Trigger Warning

Trigger Warning ("TW"): A trigger is an experience that causes a rush of overwhelming feelings, sometimes even flashbacks. Naturally a blog dedicated to the process of recovering from trauma is going to contain triggers. Please be aware of as many of your own triggers as possible; take care of yourself as you read; and have a plan in place for taking care of yourself if something here triggers you.

It is important to remember that even enormous feelings are not dangerous, merely unbelievably unpleasant. Part of our work here will be learning trigger management. You may also benefit from seeking counseling from someone experienced in your kind of trauma.

Wednesday, June 4, 2014

Why the Language?




When I told my dear spouse about this blog and its title, he shook his head just as I'd known he would. You have such a good vocabulary, he said. Do you really need to use that language?

I've been a writer all my life, and I've taken a fair amount of criticism about it. I like to think I can handle a bit of judicious editing and even some radical suggestions. Depending on the source, naturally. And generally Floyd's feedback counts for a whole lot.

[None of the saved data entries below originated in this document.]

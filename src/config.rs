/*
 * This file is part of max6639-tools.
 *
 * Copyright (C) 2025 max6639-tools contributors
 *
 * max6639-tools is free software: you can redistribute it and/or modify
 * it under the terms of the GNU General Public License as published by
 * the Free Software Foundation, either version 3 of the License, or
 * (at your option) any later version.
 *
 * max6639-tools is distributed in the hope that it will be useful,
 * but WITHOUT ANY WARRANTY; without even the implied warranty of
 * MERCHANTABILITY or FITNESS FOR A PARTICULAR PURPOSE. See the
 * GNU General Public License for more details.
 *
 * You should have received a copy of the GNU General Public License
 * along with max6639-tools. If not, see <https://www.gnu.org/licenses/>.
 */

use std::env;
use std::fs;
use std::io;
use std::path::{Path, PathBuf};

use serde::{Deserialize, Serialize};
use tracing::{debug, warn};

use crate::bus::is_valid_address;
use crate::data::{ChannelSettings, DeviceConfig, RpmRange};
use crate::error::{Max6639Error, Result};
use crate::registers::{address, CHANNEL_COUNT, DEFAULT_PPR, MAX_DUTY, RPM_RANGES};

/// Per-channel section of the config file
#[derive(Debug, Clone, Copy, PartialEq, Eq, Serialize, Deserialize)]
#[serde(deny_unknown_fields, default)]
pub struct SavedChannel {
    /// THERM limit, degC
    pub temp_max_c: u8,
    /// ALERT limit, degC
    pub temp_crit_c: u8,
    /// OT limit, degC
    pub temp_emergency_c: u8,
    /// Target duty at startup, 0-120
    pub duty: u8,
}

impl Default for SavedChannel {
    fn default() -> Self {
        let d = ChannelSettings::default();
        Self {
            temp_max_c: d.therm_limit,
            temp_crit_c: d.alert_limit,
            temp_emergency_c: d.ot_limit,
            duty: d.target_duty,
        }
    }
}

#[derive(Debug, Clone, PartialEq, Eq, Serialize, Deserialize)]
#[serde(deny_unknown_fields, default)]
pub struct SavedConfig {
    pub bus: u32,
    pub address: u16,
    /// Take the address even when a kernel driver owns it
    pub force: bool,
    pub ppr: u8,
    /// Tach full scale in RPM: 2000, 4000, 8000 or 16000
    pub rpm_range: u32,
    pub pwm_polarity_high: bool,
    pub channels: [SavedChannel; CHANNEL_COUNT],
}

impl Default for SavedConfig {
    fn default() -> Self {
        Self {
            bus: address::DEFAULT_BUS,
            address: address::DEFAULT,
            force: false,
            ppr: DEFAULT_PPR,
            rpm_range: RpmRange::default().full_scale(),
            pwm_polarity_high: true,
            channels: [SavedChannel::default(); CHANNEL_COUNT],
        }
    }
}

impl SavedConfig {
    /// Chip settings for `Max6639::init`
    pub fn device_config(&self) -> DeviceConfig {
        DeviceConfig {
            ppr: self.ppr,
            rpm_range: RpmRange::from_full_scale(self.rpm_range),
            pwm_polarity_high: self.pwm_polarity_high,
            channels: self.channels.map(|c| ChannelSettings {
                therm_limit: c.temp_max_c,
                alert_limit: c.temp_crit_c,
                ot_limit: c.temp_emergency_c,
                target_duty: c.duty,
            }),
        }
    }
}

pub fn config_path() -> PathBuf {
    if let Ok(xdg) = env::var("XDG_CONFIG_HOME") {
        return Path::new(&xdg).join("max6639").join("config.json");
    }
    if let Ok(home) = env::var("HOME") {
        return Path::new(&home)
            .join(".config")
            .join("max6639")
            .join("config.json");
    }
    PathBuf::from("/etc/max6639/config.json")
}

/// Load and validate the config at `path`, or at `config_path()` when none is
/// given. A missing file yields the defaults.
pub fn load_config(path: Option<&Path>) -> Result<SavedConfig> {
    let path = path.map(Path::to_path_buf).unwrap_or_else(config_path);
    let data = match fs::read_to_string(&path) {
        Ok(d) => d,
        Err(e) if e.kind() == io::ErrorKind::NotFound => {
            debug!(path = %path.display(), "No config file, using defaults");
            return Ok(SavedConfig::default());
        }
        Err(source) => return Err(Max6639Error::FileRead { path, source }),
    };
    let cfg: SavedConfig = serde_json::from_str(&data)?;
    validate_saved_config(&cfg)?;
    debug!(path = %path.display(), "Loaded config");
    Ok(cfg)
}

pub fn save_config(path: &Path, cfg: &SavedConfig) -> Result<()> {
    if let Some(parent) = path.parent() {
        fs::create_dir_all(parent)?;
    }
    let json = serde_json::to_string_pretty(cfg)?;
    fs::write(path, json)?;
    Ok(())
}

pub fn validate_saved_config(cfg: &SavedConfig) -> Result<()> {
    if !is_valid_address(cfg.address) {
        return Err(Max6639Error::invalid_config(
            "address",
            format!("0x{:02x} is outside 0x03-0x77", cfg.address),
        ));
    }

    for (i, ch) in cfg.channels.iter().enumerate() {
        if ch.duty > MAX_DUTY {
            return Err(Max6639Error::invalid_config(
                format!("channels[{}].duty", i),
                format!("{} exceeds {}", ch.duty, MAX_DUTY),
            ));
        }
        if !(ch.temp_max_c <= ch.temp_crit_c && ch.temp_crit_c <= ch.temp_emergency_c) {
            warn!(
                channel = i,
                max = ch.temp_max_c,
                crit = ch.temp_crit_c,
                emergency = ch.temp_emergency_c,
                "Temperature limits are not ascending"
            );
        }
    }

    // Normalized by the driver, not rejected
    if !RPM_RANGES.contains(&cfg.rpm_range) {
        warn!(rpm_range = cfg.rpm_range, "Unknown RPM range, 4000 will be used");
    }
    Ok(())
}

However, I knew I wasn't going to waver from "It's Your Shit," even if Floyd's lovely conservative family might be exposed to the scatological side of my language. I've thought about this project for years, and always knew exactly what I would call it. The language can't be any more polite than the experience. If this kind of language is too unpleasant for you, that's fine; there are many good sources on trauma recovery out there that are more polite in their word choices.

See, for a long time I've conceptualized trauma as a pile of shit the universe hands you.

You didn't ask for it, you didn't want it then, you don't want it now. But it's yours. Stinking, steaming, sticking to everything that touches it. Yours, all yours. My question is, What are you going to do with your pile of shit?

I'm sure you know some people who've also been handed piles of shit. You've seen some of the various ways people adapt: Some sit for years silently staring at their pile. It's as if they are waiting for a crew from the city to come clean it up because certainly someone will come.

Some people just curl up in a ball beside their pile, paralyzed by hopelessness and unable to conceive a single thing that could be changed about it. This is my life now, they sigh. After a while their depression encases them in a thick glass bubble, and no one can touch them any more.

Other people run around the room with steam billowing from their ears. They grab handfuls of their shit and throw them at anyone who tries to enter their space. I hate you and you and you and you and you...! All they have is their shitpile and their rage.

What are you going to do with your pile of shit?

It's true I'm a psychologist, but this blog is not therapy. Nor is it a substitute for professional help of any kind. It's just a space where I (wouldn't it be nice if that turned to "we?") talk about transforming a pile of shit into something you can live with.

Think about the kind of people who sit with their shitpile for as long as it takes, feel about a million different things, then go down to the art supply store for some sculpting tools. They set to work carving something out of that pile of shit. They fire it in a kiln, they glaze it, they decorate it with precious stones and found objects from the alley behind their house. At some point they go on tour with it. Maybe the tour goes on for the rest of their lives; maybe after a while they put their sculpture in the garden or the trash can and go on about doing other things.

I truly believe that most people can transform their pile(s) of shit into something they can live with much more comfortably. It's true that some people are constitutionally not very strong or resilient, and some people have been harmed past their ability to repair. These are sad, even tragic, examples of  life being just too terrible for some people.

It is also true that modern America has very limited resources in terms of affordable professional help for dealing with trauma. I'll write about resources I know, and maybe other people will share about resources they know, and if you are reading this you know how to open a thousand doors in the internet community.

Not everyone who has been harmed has Post-traumatic Stress Syndrome; I'll talk about that, too. Not everybody needs therapy!

What people do need to know is that if you have a pile of shit in front of you, you can learn to make it stink a whole lot less. It does not have to be the center of your life for the rest of your life.

And you don't have to apologize for calling it what it is.